//! 计划执行引擎
//!
//! 按波次运行就绪步骤（同一波次并发），单步带超时；失败步骤的下游全部跳过。

use std::collections::HashMap;
use std::time::{Duration, Instant};

use async_trait::async_trait;
use futures_util::future::join_all;
use tokio_util::sync::CancellationToken;

use crate::workflow::graph::PlanGraph;
use crate::workflow::types::*;

/// 步骤执行器：由编排器实现，把 StepAction 映射到具体 agent
#[async_trait]
pub trait StepRunner: Send + Sync {
    /// 成功返回面向用户的一行说明
    async fn run_step(&self, step: &PlanStep) -> Result<String, String>;
}

/// 执行计划，直到所有步骤结束、取消或死锁
pub async fn execute_plan(
    plan: &Plan,
    runner: &dyn StepRunner,
    cancel: &CancellationToken,
) -> Result<PlanReport, WorkflowError> {
    let mut graph = PlanGraph::new(plan);
    let mut states: HashMap<StepId, StepState> =
        plan.steps.iter().map(|s| (s.id.clone(), StepState::Waiting)).collect();
    let mut outcomes: HashMap<StepId, StepOutcome> = HashMap::new();

    tracing::info!(plan = %plan.name, steps = plan.steps.len(), "Plan started");

    loop {
        if states.values().all(StepState::is_finished) {
            break;
        }
        if cancel.is_cancelled() {
            return Err(WorkflowError::Cancelled);
        }

        let ready = graph.ready_steps(&states);
        if ready.is_empty() {
            let remaining: Vec<StepId> = plan
                .steps
                .iter()
                .filter(|s| !states.get(&s.id).is_some_and(StepState::is_finished))
                .map(|s| s.id.clone())
                .collect();
            tracing::error!(plan = %plan.name, ?remaining, "Plan deadlocked");
            return Err(WorkflowError::Deadlock { remaining });
        }

        for id in &ready {
            states.insert(id.clone(), StepState::Running);
        }

        let wave = ready
            .iter()
            .filter_map(|id| plan.step(id))
            .map(|step| run_one(step, runner, cancel));
        let results = join_all(wave).await;

        for outcome in results {
            states.insert(outcome.id.clone(), outcome.state);
            match outcome.state {
                StepState::Succeeded => {
                    graph.mark_succeeded(&outcome.id);
                }
                _ => {
                    for skipped in graph.downstream_of(&outcome.id) {
                        if states.get(&skipped).is_some_and(StepState::is_finished) {
                            continue;
                        }
                        states.insert(skipped.clone(), StepState::Skipped);
                        let action = plan.step(&skipped).map(|s| s.action.name()).unwrap_or("unknown");
                        outcomes.insert(
                            skipped.clone(),
                            StepOutcome {
                                id: skipped.clone(),
                                action: action.to_string(),
                                state: StepState::Skipped,
                                detail: format!("пропущен: шаг {} не выполнен", outcome.id),
                                elapsed_ms: 0,
                            },
                        );
                    }
                }
            }
            outcomes.insert(outcome.id.clone(), outcome);
        }
    }

    // 按计划顺序输出
    let ordered: Vec<StepOutcome> = plan.steps.iter().filter_map(|s| outcomes.remove(&s.id)).collect();
    let report = PlanReport::from_outcomes(plan.name.clone(), ordered);
    tracing::info!(
        plan = %plan.name,
        succeeded = report.succeeded,
        failed = report.failed,
        skipped = report.skipped,
        "Plan finished"
    );
    Ok(report)
}

async fn run_one(step: &PlanStep, runner: &dyn StepRunner, cancel: &CancellationToken) -> StepOutcome {
    let started = Instant::now();
    let limit = Duration::from_secs(step.timeout_secs.max(1));

    let (state, detail) = tokio::select! {
        _ = cancel.cancelled() => (StepState::Failed, "отменено".to_string()),
        result = tokio::time::timeout(limit, runner.run_step(step)) => match result {
            Ok(Ok(detail)) => (StepState::Succeeded, detail),
            Ok(Err(e)) => {
                tracing::warn!(step = %step.id, error = %e, "Step failed");
                (StepState::Failed, e)
            }
            Err(_) => {
                tracing::warn!(step = %step.id, timeout_secs = step.timeout_secs, "Step timed out");
                (StepState::Failed, format!("превышено время ожидания ({} с)", step.timeout_secs))
            }
        },
    };

    StepOutcome {
        id: step.id.clone(),
        action: step.action.name().to_string(),
        state,
        detail,
        elapsed_ms: started.elapsed().as_millis() as u64,
    }
}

=== YOUR OBJECTIVE ===
State how many lines of the material above contain the word "PlanStep". Say nothing else.

=== RESULT ===
2